1. An image segmentation method, characterized in that, The image segmentation method includes: Obtain a target segmentation model, wherein the target segmentation model is trained by a model training method; The image to be segmented is input into the target segmentation model to obtain the semantic segmentation image of the image to be segmented; The semantic segmentation image is used to output the instance segmentation result of the image to be segmented; The model training method includes: acquiring an image to be segmented; acquiring the size of the target to be segmented in the image to be segmented; and using the target size as a model parameter to train a target segmentation model to obtain a network model for segmenting image targets of the target size. The step of outputting the instance segmentation result of the image to be segmented using the semantic segmentation image includes: obtaining a semantic segmentation result and a gradient vector field using the semantic segmentation image; recovering a mask of the instance segmentation result based on the semantic segmentation result and the gradient vector field; performing any one or more of the following processing on the mask of the instance segmentation result: removing masks with quality below a preset threshold, filling mask holes, and writing the mask to disk; and obtaining the instance segmentation result of the image to be segmented based on the processed mask. The process utilizes multi-GPU parallel processing in the following steps: obtaining semantic segmentation results and gradient vector fields from the semantic segmentation image, and recovering the mask of the instance segmentation results based on the semantic segmentation results and the gradient vector fields.

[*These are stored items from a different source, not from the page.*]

//! The rules of chess on a board of any size
//!
//! Everything here is a pure function over a borrowed [`Board`]. The only board this crate ever
//! mutates is a private duplicate made to try a move out, which is why the check-related
//! functions can fail: copying a board needs an allocation.

use core::fmt;

use board::{Board, Color};

mod check;
mod legality;
mod movegen;

pub use crate::check::{attackers_of, is_in_check, would_move_release_check};
pub use crate::legality::is_move_legal;
pub use crate::movegen::{generate_all_moves, generate_moves, has_legal_moves};

pub type Result<T, E = Error> = std::result::Result<T, E>;

#[derive(Debug, thiserror::Error)]
#[non_exhaustive]
pub enum Error {
    #[error("couldn't simulate a move: {0}")]
    Duplicate(#[from] board::DuplicateError),
}

/// Where the game stands for the side to move
#[derive(Clone, Copy, Debug, PartialEq, Eq, Hash)]
pub enum GameStatus {
    Ongoing,
    Check,
    Checkmate,
    Stalemate,
}
impl GameStatus {
    /// Whether the game is over
    pub const fn is_terminal(self) -> bool {
        matches!(self, GameStatus::Checkmate | GameStatus::Stalemate)
    }

    pub const fn is_check(self) -> bool {
        matches!(self, GameStatus::Check)
    }
}
impl fmt::Display for GameStatus {
    fn fmt(&self, f: &mut fmt::Formatter<'_>) -> fmt::Result {
        f.write_str(match self {
            GameStatus::Ongoing => "ongoing",
            GameStatus::Check => "check",
            GameStatus::Checkmate => "checkmate",
            GameStatus::Stalemate => "stalemate",
        })
    }
}

/// Classify the position for the given side to move
pub fn game_status(board: &Board, side_to_move: Color) -> Result<GameStatus> {
    let in_check = is_in_check(board, side_to_move);
    let has_moves = has_legal_moves(board, side_to_move)?;
    Ok(match (in_check, has_moves) {
        (true, true) => GameStatus::Check,
        (true, false) => GameStatus::Checkmate,
        (false, false) => GameStatus::Stalemate,
        (false, true) => GameStatus::Ongoing,
    })
}

#[cfg(test)]
mod tests {
    use super::*;

    use board::{fen, GameConfig};

    #[track_caller]
    fn status_of(fen: &str) -> GameStatus {
        let (board, side_to_move) = fen::parse(fen).expect("invalid test FEN");
        game_status(&board, side_to_move).unwrap()
    }

    #[test]
    fn test_opening_is_ongoing() {
        assert_eq!(
            status_of(GameConfig::STANDARD.initial_fen().unwrap()),
            GameStatus::Ongoing
        );
    }

    #[test]
    fn test_check() {
        assert_eq!(status_of("4k3/4q3/8/8/8/8/8/4K3 w"), GameStatus::Check);
        assert_eq!(status_of("4k3/8/8/8/8/8/4Q3/4K3 b"), GameStatus::Check);
    }

    #[test]
    fn test_stalemate() {
        assert_eq!(status_of("4k3/8/8/8/8/1q6/8/K7 w"), GameStatus::Stalemate);
        assert_eq!(status_of("7k/8/6Q1/8/8/8/8/4K3 b"), GameStatus::Stalemate);
    }

    #[test]
    fn test_checkmate() {
        assert_eq!(status_of("4k3/8/8/8/8/1q6/2n5/K7 w"), GameStatus::Checkmate);
        assert_eq!(status_of("7k/5N2/6Q1/8/8/8/8/4K3 b"), GameStatus::Checkmate);
    }

    #[test]
    fn test_narrow_board_statuses() {
        assert_eq!(status_of("1r2k/5/5/5/1q3/K4 w"), GameStatus::Checkmate);
        assert_eq!(status_of("1r2k/5/5/5/5/K4 w"), GameStatus::Ongoing);
        assert_eq!(status_of("4k/5/5/5/2q2/K4 w"), GameStatus::Stalemate);
    }

    #[test]
    fn test_fools_mate() {
        assert_eq!(
            status_of("rnb1kbnr/pppp1ppp/4p3/8/6Pq/5P2/PPPPP2P/RNBQKBNR w"),
            GameStatus::Checkmate
        );
    }

    #[test]
    fn test_scholars_mate() {
        assert_eq!(
            status_of("r1bqkb1r/pppp1Qpp/2n2n2/4p3/2B1P3/8/PPPP1PPP/RNB1K1NR b"),
            GameStatus::Checkmate
        );
    }

    #[test]
    fn test_missing_king_is_never_in_check() {
        // Black has no king, so nothing it does can be unsafe and nothing can check it
        assert_eq!(status_of("8/8/8/3p4/8/8/8/R3K3 b"), GameStatus::Ongoing);
        assert_eq!(status_of("8/8/8/8/8/8/8/R3K3 b"), GameStatus::Stalemate);
    }

    #[test]
    fn test_terminal_statuses() {
        assert!(GameStatus::Checkmate.is_terminal());
        assert!(GameStatus::Stalemate.is_terminal());
        assert!(!GameStatus::Check.is_terminal());
        assert!(!GameStatus::Ongoing.is_terminal());
        assert_eq!(GameStatus::Checkmate.to_string(), "checkmate");
    }
}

The process involves using multiple CPUs to process the following steps in parallel: removing masks with quality below a preset threshold, filling mask holes, and writing the mask to disk. The image segmentation method further includes: scanning the unprocessed mask obtained by the GPU node main program using the CPU node main program, and assigning the unprocessed mask to the sub-thread of the CPU node for processing; and writing the mask processed by the sub-thread of the CPU node to disk.

2. The image segmentation method according to claim 1, characterized in that, Before inputting the image to be segmented into the target segmentation model to obtain the semantic segmentation image of the image to be segmented, the image segmentation method further includes: The convolutions and their parallel convolutional branches and identity mapping branches in the heavily parameterized blocks during training of the target segmentation model are converted into an equivalent convolution.

3. The image segmentation method according to claim 1, characterized in that, After using the target size as a model parameter, the model training method further includes: Obtain the training dataset; The image targets in the training dataset are adjusted to the target size, and then the training dataset is input into the target segmentation model for training.

4. The image segmentation method according to claim 1 or 3, characterized in that, The model training method further includes: Get custom parameters input by the user; Set the number of network channels and / or network depth of the target segmentation model according to the custom parameters.

5. A terminal device, characterized in that, The terminal device includes a processor and a memory, the memory storing program data, and the processor executing the program data to implement the image segmentation method as described in any one of claims 1-4.

6. A computer-readable storage medium, characterized in that, The computer-readable storage medium is used to store program data, which, when executed by a processor, is used to implement the image segmentation method according to any one of claims 1-4.